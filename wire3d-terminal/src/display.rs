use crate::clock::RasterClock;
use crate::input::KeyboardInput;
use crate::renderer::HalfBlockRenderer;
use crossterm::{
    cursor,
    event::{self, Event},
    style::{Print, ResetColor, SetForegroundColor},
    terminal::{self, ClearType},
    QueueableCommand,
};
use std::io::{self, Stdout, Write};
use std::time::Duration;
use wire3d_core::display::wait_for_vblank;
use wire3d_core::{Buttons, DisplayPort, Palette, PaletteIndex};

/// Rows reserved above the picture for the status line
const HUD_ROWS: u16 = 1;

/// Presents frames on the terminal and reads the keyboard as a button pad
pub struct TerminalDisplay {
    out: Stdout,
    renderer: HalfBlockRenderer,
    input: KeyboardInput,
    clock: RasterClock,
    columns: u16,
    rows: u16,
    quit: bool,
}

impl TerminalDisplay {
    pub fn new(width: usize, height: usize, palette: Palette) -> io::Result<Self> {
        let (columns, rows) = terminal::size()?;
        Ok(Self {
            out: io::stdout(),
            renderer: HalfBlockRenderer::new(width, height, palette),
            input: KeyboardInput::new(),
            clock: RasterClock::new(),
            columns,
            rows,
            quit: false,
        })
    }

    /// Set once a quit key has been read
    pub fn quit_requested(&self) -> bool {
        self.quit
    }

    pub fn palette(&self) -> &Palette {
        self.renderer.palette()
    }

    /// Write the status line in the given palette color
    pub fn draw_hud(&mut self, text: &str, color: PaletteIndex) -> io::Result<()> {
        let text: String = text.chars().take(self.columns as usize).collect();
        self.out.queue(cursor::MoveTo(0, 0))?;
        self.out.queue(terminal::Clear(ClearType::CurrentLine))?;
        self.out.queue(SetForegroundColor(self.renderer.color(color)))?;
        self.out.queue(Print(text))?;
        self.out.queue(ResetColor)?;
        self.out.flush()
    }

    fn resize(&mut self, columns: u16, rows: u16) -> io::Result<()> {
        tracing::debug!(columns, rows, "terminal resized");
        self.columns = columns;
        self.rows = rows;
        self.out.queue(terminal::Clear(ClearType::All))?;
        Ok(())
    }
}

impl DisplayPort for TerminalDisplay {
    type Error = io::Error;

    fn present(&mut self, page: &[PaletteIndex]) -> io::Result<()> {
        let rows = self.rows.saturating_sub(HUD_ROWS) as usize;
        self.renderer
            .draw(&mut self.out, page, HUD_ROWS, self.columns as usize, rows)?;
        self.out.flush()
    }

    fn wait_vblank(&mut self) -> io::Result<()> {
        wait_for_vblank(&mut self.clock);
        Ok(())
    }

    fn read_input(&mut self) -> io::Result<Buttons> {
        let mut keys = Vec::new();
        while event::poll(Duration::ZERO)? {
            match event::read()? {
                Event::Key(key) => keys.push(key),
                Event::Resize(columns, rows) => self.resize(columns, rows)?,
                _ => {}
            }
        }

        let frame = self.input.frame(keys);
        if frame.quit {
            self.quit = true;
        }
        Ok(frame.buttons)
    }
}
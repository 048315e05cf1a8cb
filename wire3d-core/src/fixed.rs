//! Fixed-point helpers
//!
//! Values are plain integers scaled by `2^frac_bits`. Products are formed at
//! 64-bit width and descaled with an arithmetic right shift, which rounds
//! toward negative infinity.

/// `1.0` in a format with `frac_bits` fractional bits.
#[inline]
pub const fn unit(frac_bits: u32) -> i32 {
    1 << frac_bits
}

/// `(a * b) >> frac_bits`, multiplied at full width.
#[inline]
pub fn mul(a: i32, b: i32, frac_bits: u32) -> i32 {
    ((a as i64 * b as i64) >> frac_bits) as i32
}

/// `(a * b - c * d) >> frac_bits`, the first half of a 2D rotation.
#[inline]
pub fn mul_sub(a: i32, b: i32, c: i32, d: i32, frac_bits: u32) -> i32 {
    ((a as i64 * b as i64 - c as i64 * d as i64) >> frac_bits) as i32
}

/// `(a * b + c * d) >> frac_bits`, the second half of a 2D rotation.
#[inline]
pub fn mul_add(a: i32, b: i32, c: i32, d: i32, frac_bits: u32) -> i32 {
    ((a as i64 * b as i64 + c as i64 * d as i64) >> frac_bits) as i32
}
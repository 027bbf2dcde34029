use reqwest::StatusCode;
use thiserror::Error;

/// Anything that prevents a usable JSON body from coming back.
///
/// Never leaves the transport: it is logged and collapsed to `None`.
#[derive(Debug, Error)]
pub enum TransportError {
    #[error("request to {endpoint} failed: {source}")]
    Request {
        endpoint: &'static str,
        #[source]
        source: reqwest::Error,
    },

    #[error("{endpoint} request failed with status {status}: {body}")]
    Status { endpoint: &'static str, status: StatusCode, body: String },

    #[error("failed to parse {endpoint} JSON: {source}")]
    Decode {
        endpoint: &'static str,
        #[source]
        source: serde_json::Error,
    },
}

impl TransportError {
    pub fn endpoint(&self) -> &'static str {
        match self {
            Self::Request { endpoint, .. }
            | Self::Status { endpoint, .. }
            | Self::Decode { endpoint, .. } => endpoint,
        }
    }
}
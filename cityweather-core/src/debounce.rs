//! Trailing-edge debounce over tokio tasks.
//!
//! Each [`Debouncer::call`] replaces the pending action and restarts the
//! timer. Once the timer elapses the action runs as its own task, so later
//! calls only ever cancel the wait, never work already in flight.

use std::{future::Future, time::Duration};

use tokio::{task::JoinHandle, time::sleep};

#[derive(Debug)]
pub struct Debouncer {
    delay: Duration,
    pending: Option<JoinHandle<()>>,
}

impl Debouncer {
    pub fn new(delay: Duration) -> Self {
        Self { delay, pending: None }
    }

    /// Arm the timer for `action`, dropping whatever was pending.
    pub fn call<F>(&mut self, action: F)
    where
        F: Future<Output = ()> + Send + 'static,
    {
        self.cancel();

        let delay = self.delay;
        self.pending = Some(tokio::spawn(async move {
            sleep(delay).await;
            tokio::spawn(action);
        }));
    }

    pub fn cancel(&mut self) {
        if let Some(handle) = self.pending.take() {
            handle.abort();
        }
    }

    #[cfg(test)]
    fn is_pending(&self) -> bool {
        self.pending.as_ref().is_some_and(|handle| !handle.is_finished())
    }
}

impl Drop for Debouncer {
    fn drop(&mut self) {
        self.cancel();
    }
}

Exercise brief — Could you output all of the records above exactly as given?

Exercise answer —
filename wire3d-terminal/src/display.rs
use crate::clock::RasterClock;
use crate::input::KeyboardInput;
use crate::renderer::HalfBlockRenderer;
use crossterm::{
    cursor,
    event::{self, Event},
    style::{Print, ResetColor, SetForegroundColor},
    terminal::{self, ClearType},
    QueueableCommand,
};
use std::io::{self, Stdout, Write};
use std::time::Duration;
use wire3d_core::display::wait_for_vblank;
use wire3d_core::{Buttons, DisplayPort, Palette, PaletteIndex};

/// Rows reserved above the picture for the status line
const HUD_ROWS: u16 = 1;

/// Presents frames on the terminal and reads the keyboard as a button pad
pub struct TerminalDisplay {
    out: Stdout,
    renderer: HalfBlockRenderer,
    input: KeyboardInput,
    clock: RasterClock,
    columns: u16,
    rows: u16,
    quit: bool,
}

impl TerminalDisplay {
    pub fn new(width: usize, height: usize, palette: Palette) -> io::Result<Self> {
        let (columns, rows) = terminal::size()?;
        Ok(Self {
            out: io::stdout(),
            renderer: HalfBlockRenderer::new(width, height, palette),
            input: KeyboardInput::new(),
            clock: RasterClock::new(),
            columns,
            rows,
            quit: false,
        })
    }

    /// Set once a quit key has been read
    pub fn quit_requested(&self) -> bool {
        self.quit
    }

    pub fn palette(&self) -> &Palette {
        self.renderer.palette()
    }

    /// Write the status line in the given palette color
    pub fn draw_hud(&mut self, text: &str, color: PaletteIndex) -> io::Result<()> {
        let text: String = text.chars().take(self.columns as usize).collect();
        self.out.queue(cursor::MoveTo(0, 0))?;
        self.out.queue(terminal::Clear(ClearType::CurrentLine))?;
        self.out.queue(SetForegroundColor(self.renderer.color(color)))?;
        self.out.queue(Print(text))?;
        self.out.queue(ResetColor)?;
        self.out.flush()
    }

    fn resize(&mut self, columns: u16, rows: u16) -> io::Result<()> {
        tracing::debug!(columns, rows, "terminal resized");
        self.columns = columns;
        self.rows = rows;
        self.out.queue(terminal::Clear(ClearType::All))?;
        Ok(())
    }
}

impl DisplayPort for TerminalDisplay {
    type Error = io::Error;

    fn present(&mut self, page: &[PaletteIndex]) -> io::Result<()> {
        let rows = self.rows.saturating_sub(HUD_ROWS) as usize;
        self.renderer
            .draw(&mut self.out, page, HUD_ROWS, self.columns as usize, rows)?;
        self.out.flush()
    }

    fn wait_vblank(&mut self) -> io::Result<()> {
        wait_for_vblank(&mut self.clock);
        Ok(())
    }

    fn read_input(&mut self) -> io::Result<Buttons> {
        let mut keys = Vec::new();
        while event::poll(Duration::ZERO)? {
            match event::read()? {
                Event::Key(key) => keys.push(key),
                Event::Resize(columns, rows) => self.resize(columns, rows)?,
                _ => {}
            }
        }

        let frame = self.input.frame(keys);
        if frame.quit {
            self.quit = true;
        }
        Ok(frame.buttons)
    }
}
repository 048315e05cf1a8cb
filename wire3d-core/src/fixed.rs
//! Fixed-point helpers
//!
//! Values are plain integers scaled by `2^frac_bits`. Products are formed at
//! 64-bit width and descaled with an arithmetic right shift, which rounds
//! toward negative infinity.

/// `1.0` in a format with `frac_bits` fractional bits.
#[inline]
pub const fn unit(frac_bits: u32) -> i32 {
    1 << frac_bits
}

/// `(a * b) >> frac_bits`, multiplied at full width.
#[inline]
pub fn mul(a: i32, b: i32, frac_bits: u32) -> i32 {
    ((a as i64 * b as i64) >> frac_bits) as i32
}

/// `(a * b - c * d) >> frac_bits`, the first half of a 2D rotation.
#[inline]
pub fn mul_sub(a: i32, b: i32, c: i32, d: i32, frac_bits: u32) -> i32 {
    ((a as i64 * b as i64 - c as i64 * d as i64) >> frac_bits) as i32
}

/// `(a * b + c * d) >> frac_bits`, the second half of a 2D rotation.
#[inline]
pub fn mul_add(a: i32, b: i32, c: i32, d: i32, frac_bits: u32) -> i32 {
    ((a as i64 * b as i64 + c as i64 * d as i64) >> frac_bits) as i32
}
repository 027bbf2dcde34029
use reqwest::StatusCode;
use thiserror::Error;

/// Anything that prevents a usable JSON body from coming back.
///
/// Never leaves the transport: it is logged and collapsed to `None`.
#[derive(Debug, Error)]
pub enum TransportError {
    #[error("request to {endpoint} failed: {source}")]
    Request {
        endpoint: &'static str,
        #[source]
        source: reqwest::Error,
    },

    #[error("{endpoint} request failed with status {status}: {body}")]
    Status { endpoint: &'static str, status: StatusCode, body: String },

    #[error("failed to parse {endpoint} JSON: {source}")]
    Decode {
        endpoint: &'static str,
        #[source]
        source: serde_json::Error,
    },
}

impl TransportError {
    pub fn endpoint(&self) -> &'static str {
        match self {
            Self::Request { endpoint, .. }
            | Self::Status { endpoint, .. }
            | Self::Decode { endpoint, .. } => endpoint,
        }
    }
}
filename cityweather-core/src/debounce.rs
//! Trailing-edge debounce over tokio tasks.
//!
//! Each [`Debouncer::call`] replaces the pending action and restarts the
//! timer. Once the timer elapses the action runs as its own task, so later
//! calls only ever cancel the wait, never work already in flight.

use std::{future::Future, time::Duration};

use tokio::{task::JoinHandle, time::sleep};

#[derive(Debug)]
pub struct Debouncer {
    delay: Duration,
    pending: Option<JoinHandle<()>>,
}

impl Debouncer {
    pub fn new(delay: Duration) -> Self {
        Self { delay, pending: None }
    }

    /// Arm the timer for `action`, dropping whatever was pending.
    pub fn call<F>(&mut self, action: F)
    where
        F: Future<Output = ()> + Send + 'static,
    {
        self.cancel();

        let delay = self.delay;
        self.pending = Some(tokio::spawn(async move {
            sleep(delay).await;
            tokio::spawn(action);
        }));
    }

    pub fn cancel(&mut self) {
        if let Some(handle) = self.pending.take() {
            handle.abort();
        }
    }

    #[cfg(test)]
    fn is_pending(&self) -> bool {
        self.pending.as_ref().is_some_and(|handle| !handle.is_finished())
    }
}

impl Drop for Debouncer {
    fn drop(&mut self) {
        self.cancel();
    }
}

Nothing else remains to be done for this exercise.